Of course, “consequentialism” was Anscombe’s contemptuous coinage for a variety of theories she didn’t like, and it remains hard to tell what someone means by it without further clarification. I’m sure you are not proposing that I think an action should be judged only by its consequences, since a careful reader of the above could not have come to such a conclusion.
The OED’s definition of ‘intention’:
So here again I think your view that there is an important contrast to be made between an agent’s intentions on the one hand and her aims or purposes on the other looks… a little idiosyncatic.

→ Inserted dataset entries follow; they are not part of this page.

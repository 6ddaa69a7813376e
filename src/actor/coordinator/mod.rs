//! Actor Coordinator - wires up the preview actor system
//!
//! The Coordinator is a thin orchestrator that:
//! - Creates communication channels
//! - Starts the WebSocket acceptor for preview surfaces
//! - Wires up actors and opens the initial documents
//! - Runs them until the shutdown signal

mod runtime;

use std::path::PathBuf;
use std::sync::Arc;

use anyhow::Result;
use crossbeam::channel::Receiver;
use tokio::sync::mpsc;

use super::debounce::DebounceActor;
use super::messages::{DebounceMsg, PipelineMsg, SurfaceMsg};
use super::pipeline::{DirExporter, PipelineActor};
use super::surface::SurfaceActor;
use super::watch::WatchActor;
use crate::compiler::LatexInvoker;
use crate::config::TexmexConfig;
use runtime::Actors;

pub const CHANNEL_BUFFER: usize = 32;

/// Channel pair feeding the pipeline actor.
pub type PipelineChannel = (mpsc::Sender<PipelineMsg>, mpsc::Receiver<PipelineMsg>);

/// Create the pipeline channel. The HTTP API keeps a sender.
pub fn pipeline_channel() -> PipelineChannel {
    mpsc::channel(CHANNEL_BUFFER)
}

/// Coordinator - wires up and runs the actor system.
pub struct Coordinator {
    config: Arc<TexmexConfig>,
    documents: Vec<PathBuf>,
    pipeline: Option<PipelineChannel>,
    shutdown_rx: Option<Receiver<()>>,
}

impl Coordinator {
    pub fn with_config(config: Arc<TexmexConfig>) -> Self {
        Self {
            config,
            documents: Vec::new(),
            pipeline: None,
            shutdown_rx: None,
        }
    }

    /// Documents to open and watch at startup.
    pub fn with_documents(mut self, documents: Vec<PathBuf>) -> Self {
        self.documents = documents;
        self
    }

    /// Use an existing pipeline channel (its sender is shared elsewhere).
    pub fn with_pipeline(mut self, channel: PipelineChannel) -> Self {
        self.pipeline = Some(channel);
        self
    }

    /// Set shutdown signal receiver.
    pub fn with_shutdown_signal(mut self, rx: Receiver<()>) -> Self {
        self.shutdown_rx = Some(rx);
        self
    }

    /// Run the actor system.
    pub async fn run(mut self) -> Result<()> {
        let (pipeline_tx, pipeline_rx) = self.pipeline.take().unwrap_or_else(pipeline_channel);
        let (debounce_tx, debounce_rx) = mpsc::channel::<DebounceMsg>(CHANNEL_BUFFER);
        let (surface_tx, surface_rx) = mpsc::channel::<SurfaceMsg>(CHANNEL_BUFFER);
        let config = &self.config;

        match crate::surface::server::start_ws_server_with_channel(
            config.serve.interface,
            config.serve.ws_port,
            surface_tx.clone(),
        ) {
            Ok(actual_port) => crate::cli::serve::set_actual_ws_port(actual_port),
            Err(e) => crate::log!("error"; "websocket server failed: {}", e),
        }

        let watch = WatchActor::new(&self.documents, pipeline_tx.clone())
            .map_err(|e| anyhow::anyhow!("watcher failed: {}", e))?;

        let pipeline = PipelineActor::new(
            (pipeline_tx.clone(), pipeline_rx),
            debounce_tx.clone(),
            surface_tx.clone(),
            Arc::new(LatexInvoker::from_config(&config.compiler)),
            Arc::new(DirExporter::new(config.export.clone())),
            config.temp_root().to_path_buf(),
        );
        let debounce = DebounceActor::new(debounce_rx, pipeline_tx.clone(), config.preview.delay());
        let surface = SurfaceActor::new(surface_rx, pipeline_tx.clone());

        let opens = self
            .documents
            .iter()
            .map(|document| PipelineMsg::Open {
                document: document.clone(),
                text: None,
                reply: None,
            })
            .collect();

        crate::debug!("actor"; "start");
        runtime::run_actors(
            Actors {
                watch,
                pipeline,
                debounce,
                surface,
            },
            (pipeline_tx, debounce_tx, surface_tx),
            opens,
            self.shutdown_rx.take(),
        )
        .await;

        crate::debug!("actor"; "stopped");
        Ok(())
    }
}
//! Export collaborator.
//!
//! Export never compiles: it re-reads the artifact currently on disk and
//! hands it to an [`Exporter`].

use std::fs;
use std::path::{Path, PathBuf};

use crate::config::ExportConfig;
use crate::core::{PipelineError, SessionId};

/// Everything an exporter needs to know about one export.
#[derive(Debug, Clone, Copy)]
pub struct ExportRequest<'a> {
    pub session: SessionId,
    pub document: &'a Path,
    pub artifact: &'a Path,
}

/// Destination for the "Download PDF" action. Blocking.
pub trait Exporter: Send + Sync + 'static {
    /// Returns where the artifact ended up.
    fn export(&self, request: &ExportRequest<'_>) -> Result<PathBuf, PipelineError>;
}

/// Copies the artifact to `[export] dir`.
#[derive(Debug, Clone)]
pub struct DirExporter {
    config: ExportConfig,
}

impl DirExporter {
    pub fn new(config: ExportConfig) -> Self {
        Self { config }
    }
}

impl Exporter for DirExporter {
    fn export(&self, request: &ExportRequest<'_>) -> Result<PathBuf, PipelineError> {
        let bytes = fs::read(request.artifact).map_err(|e| {
            if e.kind() == std::io::ErrorKind::NotFound {
                PipelineError::MissingArtifact(request.artifact.to_path_buf())
            } else {
                PipelineError::io("failed to read artifact", request.artifact, e)
            }
        })?;

        let dest = self.config.destination_for(request.document);
        let write = || -> std::io::Result<()> {
            if let Some(parent) = dest.parent() {
                fs::create_dir_all(parent)?;
            }
            fs::write(&dest, &bytes)
        };
        write().map_err(|source| PipelineError::Export {
            path: dest.clone(),
            source,
        })?;

        Ok(dest)
    }
}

(If anyone cares the first ‘[...]‘ there is a mistake: nothing has been omitted from the entry quoted apart from the ‘Specific uses’ section.)
Incidentally, should the “intention=purpose” group prevail in this semantic dispute, the “bad” bomber will be vindicated as well. He can easily claim that his aim (‘intention’), is not to kill as many children as possible, but, on the contrary, as few as possible, just enough to fulfill his aim (‘intent’) – to destroy the arms dump… oops, sorry, – to make the enemy surrender.
The bright line between the “bad” and the “good” bombers remains illusive.
abb1, I’m not saying ‘intention=purpose” and I’m pretty sure no-one else is either. Steven made the claim that any harmful results of an action which the agent foresees as being very probable are intended by the agent (subsequently slightly qualified). I don’t agree with him about that because I think that there are other considerations that inform our judgements about whether a given consequence was intended or not, the agent’s aims being among these. I haven’t tried to give my own definition of what ‘intention’ is: that would not be so simple…
Grrr, I go and say “finally” and then Steven posts a comment which cries out for further response …..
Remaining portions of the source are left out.